The content field contains Tauq-encoded data. Your agent can parse this to extract:

  • The original semantic request (for verification)
  • The cached response content

Response Headers:

Header Values Meaning
X-Reflex-Status hit-l1-exact L1 cache hit (identical request)
hit-l3-verified L2 candidate verified by L3
miss Cache miss, forwarded to provider

GET /healthz

Liveness probe. Returns 200 OK if the server is running.

GET /ready

Readiness probe.

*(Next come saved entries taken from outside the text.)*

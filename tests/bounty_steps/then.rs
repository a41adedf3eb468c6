//! Then steps for bounty lifecycle BDD scenarios.

use super::world::{BountyWorld, parse_error_kind, run_async};
use bounty_board::task::domain::{StatusFilter, TaskSort};
use rstest_bdd_macros::then;

#[then("the task reward is {micro_units:u64} micro-units")]
fn task_reward_is(world: &BountyWorld, micro_units: u64) -> Result<(), eyre::Report> {
    let task = world
        .current_task
        .as_ref()
        .ok_or_else(|| eyre::eyre!("no task has been posted in this scenario"))?;
    let actual = task.reward().micro_units();
    if actual != micro_units {
        return Err(eyre::eyre!("expected reward {micro_units}, found {actual}"));
    }
    Ok(())
}

#[then(r#"the task status is "{status}""#)]
fn task_status_is(world: &BountyWorld, status: String) -> Result<(), eyre::Report> {
    let task_id = world.task_id()?;
    let stored = run_async(world.service.find_task(task_id))
        .map_err(|err| eyre::eyre!("lookup failed: {err}"))?;
    if stored.status().as_str() != status {
        return Err(eyre::eyre!(
            "expected status {status}, found {}",
            stored.status().as_str()
        ));
    }
    Ok(())
}

#[then(r#"the task is claimed by "{worker}""#)]
fn task_claimed_by(world: &BountyWorld, worker: String) -> Result<(), eyre::Report> {
    let task_id = world.task_id()?;
    let stored = run_async(world.service.find_task(task_id))
        .map_err(|err| eyre::eyre!("lookup failed: {err}"))?;
    match stored.claimant() {
        Some(claimant) if claimant.as_str() == worker => Ok(()),
        Some(claimant) => Err(eyre::eyre!(
            "expected claimant {worker}, found {}",
            claimant.as_str()
        )),
        None => Err(eyre::eyre!("expected claimant {worker}, found none")),
    }
}

#[then(r#"the operation is refused as "{wording}""#)]
fn operation_refused(world: &BountyWorld, wording: String) -> Result<(), eyre::Report> {
    let expected = parse_error_kind(&wording)?;
    let result = world
        .last_result
        .as_ref()
        .ok_or_else(|| eyre::eyre!("no operation has been attempted in this scenario"))?;
    match result {
        Ok(task) => Err(eyre::eyre!(
            "expected {wording}, but the operation succeeded with status {}",
            task.status()
        )),
        Err(err) if err.kind() == expected => Ok(()),
        Err(err) => Err(eyre::eyre!("expected {wording}, found {:?}: {err}", err.kind())),
    }
}

#[then(r#""{worker}" has been paid {micro_units:u64} micro-units by "{creator}""#)]
fn worker_paid(
    world: &BountyWorld,
    worker: String,
    micro_units: u64,
    creator: String,
) -> Result<(), eyre::Report> {
    let receipts = world.gateway.receipts();
    let [receipt] = receipts.as_slice() else {
        return Err(eyre::eyre!(
            "expected exactly one settlement, found {}",
            receipts.len()
        ));
    };
    if receipt.payee.as_str() != worker || receipt.payer.as_str() != creator {
        return Err(eyre::eyre!(
            "expected transfer {creator} -> {worker}, found {} -> {}",
            receipt.payer.as_str(),
            receipt.payee.as_str()
        ));
    }
    if receipt.amount.micro_units() != micro_units {
        return Err(eyre::eyre!(
            "expected {micro_units} micro-units, found {}",
            receipt.amount.micro_units()
        ));
    }
    Ok(())
}

#[then("the board lists {count:usize} tasks")]
fn board_lists(world: &BountyWorld, count: usize) -> Result<(), eyre::Report> {
    let tasks = run_async(
        world
            .service
            .query_tasks(StatusFilter::All, TaskSort::RewardDesc),
    )
    .map_err(|err| eyre::eyre!("listing failed: {err}"))?;
    if tasks.len() != count {
        return Err(eyre::eyre!("expected {count} tasks, found {}", tasks.len()));
    }
    Ok(())
}
//! Status filters and sort orders for task listings.

use super::{Task, TaskStatus};
use serde::{Deserialize, Serialize};

/// Status filter for task listings.
#[derive(Debug, Clone, Copy, PartialEq, Eq, Hash, Default, Serialize, Deserialize)]
#[serde(rename_all = "snake_case")]
pub enum StatusFilter {
    /// Every task.
    #[default]
    All,
    /// Open tasks only.
    Open,
    /// Claimed tasks only.
    Claimed,
    /// Tasks awaiting approval.
    Submitted,
    /// Completed tasks only.
    Completed,
    /// Disputed tasks only.
    Disputed,
}

impl StatusFilter {
    /// Returns `true` when the filter admits `status`.
    #[must_use]
    pub const fn matches(self, status: TaskStatus) -> bool {
        match self {
            Self::All => true,
            Self::Open => matches!(status, TaskStatus::Open),
            Self::Claimed => matches!(status, TaskStatus::Claimed),
            Self::Submitted => matches!(status, TaskStatus::Submitted),
            Self::Completed => matches!(status, TaskStatus::Completed),
            Self::Disputed => matches!(status, TaskStatus::Disputed),
        }
    }
}

/// Sort order for task listings.
#[derive(Debug, Clone, Copy, PartialEq, Eq, Hash, Default, Serialize, Deserialize)]
#[serde(rename_all = "snake_case")]
pub enum TaskSort {
    /// Highest reward first.
    #[default]
    RewardDesc,
    /// Nearest deadline first.
    DeadlineAsc,
}

/// Filter and sort applied to a snapshot of tasks.
#[derive(Debug, Clone, Copy, PartialEq, Eq, Default)]
pub struct TaskQuery {
    /// Status filter.
    pub filter: StatusFilter,
    /// Sort order.
    pub sort: TaskSort,
}

impl TaskQuery {
    /// Creates a query.
    #[must_use]
    pub const fn new(filter: StatusFilter, sort: TaskSort) -> Self {
        Self { filter, sort }
    }

    /// Filters and sorts `tasks`, which must be in insertion order.
    ///
    /// The sort is stable: tasks with equal keys keep their relative order.
    #[must_use]
    pub fn apply(self, tasks: impl IntoIterator<Item = Task>) -> Vec<Task> {
        let mut selected: Vec<Task> = tasks
            .into_iter()
            .filter(|task| self.filter.matches(task.status()))
            .collect();
        match self.sort {
            TaskSort::RewardDesc => selected.sort_by(|a, b| b.reward().cmp(&a.reward())),
            TaskSort::DeadlineAsc => selected.sort_by_key(Task::deadline),
        }
        selected
    }
}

Returns 200 OK when Qdrant is connected and storage is operational.


Usage with Coding Agents

Claude Code / Aider / Continue

# Set the base URL to Reflex
export OPENAI_BASE_URL=http://localhost:8080/v1
export OPENAI_API_KEY=sk-your-key  # Still needed for cache misses

# Run your agent as normal
aider --model gpt-4o

Python (openai SDK)

from openai import OpenAI

client = OpenAI(
    base_url="http://localhost:8080/v1",
    api_key="sk-your-key"
)

response = client.chat.completions.create(
    model="gpt-4o",
    messages=[{"role": "user", "content": "Explain quicksort"}]
)

async-openai (Rust)

use async_openai::{Client, config::OpenAIConfig};

let config = OpenAIConfig::new()
    .with_api_base("http://localhost:8080/v1");
let client = Client::with_config(config);

Architecture Deep Dive

Storage Layer

Reflex uses rkyv for zero-copy deserialization. Cached responses are memory-mapped directly from disk---no parsing, no allocation, no delay.

.data/
├── {tenant_id}/
│   ├── {context_hash}.rkyv    # Archived CacheEntry
│   └── ...

Embedding Pipeline

  1. Tokenization --- Qwen2 tokenizer (8192 max sequence length)
  2. Embedding --- Sinter embedder (1536-dim vectors)
  3. Indexing --- Binary quantization in Qdrant for efficient ANN search

Verification Pipeline

The L3 cross-encoder takes (query, candidate) pairs and outputs a relevance score. Only candidates exceeding the threshold (default 0.70) are considered valid cache hits.

This prevents:

  • "How to sort ascending?" returning cached "How to sort descending?" answer
  • "Python quicksort" returning cached "Rust quicksort" implementation
  • False positives from embedding similarity alone

Development

# Run tests
cargo test

# Run with debug logging
RUST_LOG=debug cargo run

# Run specific integration tests (requires Qdrant)
docker compose up -d qdrant
cargo test --test integration_real

# Lint
cargo clippy --all-targets -- -D warnings

# Format
cargo fmt

Test Modes

Environment Variable Effect
REFLEX_MOCK_PROVIDER=1 Bypass real LLM calls (for CI)

Roadmap

  • Streaming response caching
  • Cache invalidation API
  • Prometheus metrics endpoint
  • Multi-model embedding support
  • Redis L1 backend option

License

AGPL-3.0 --- Free as in freedom. If you modify Reflex and distribute it (including as a service), you must release your modifications under the same license.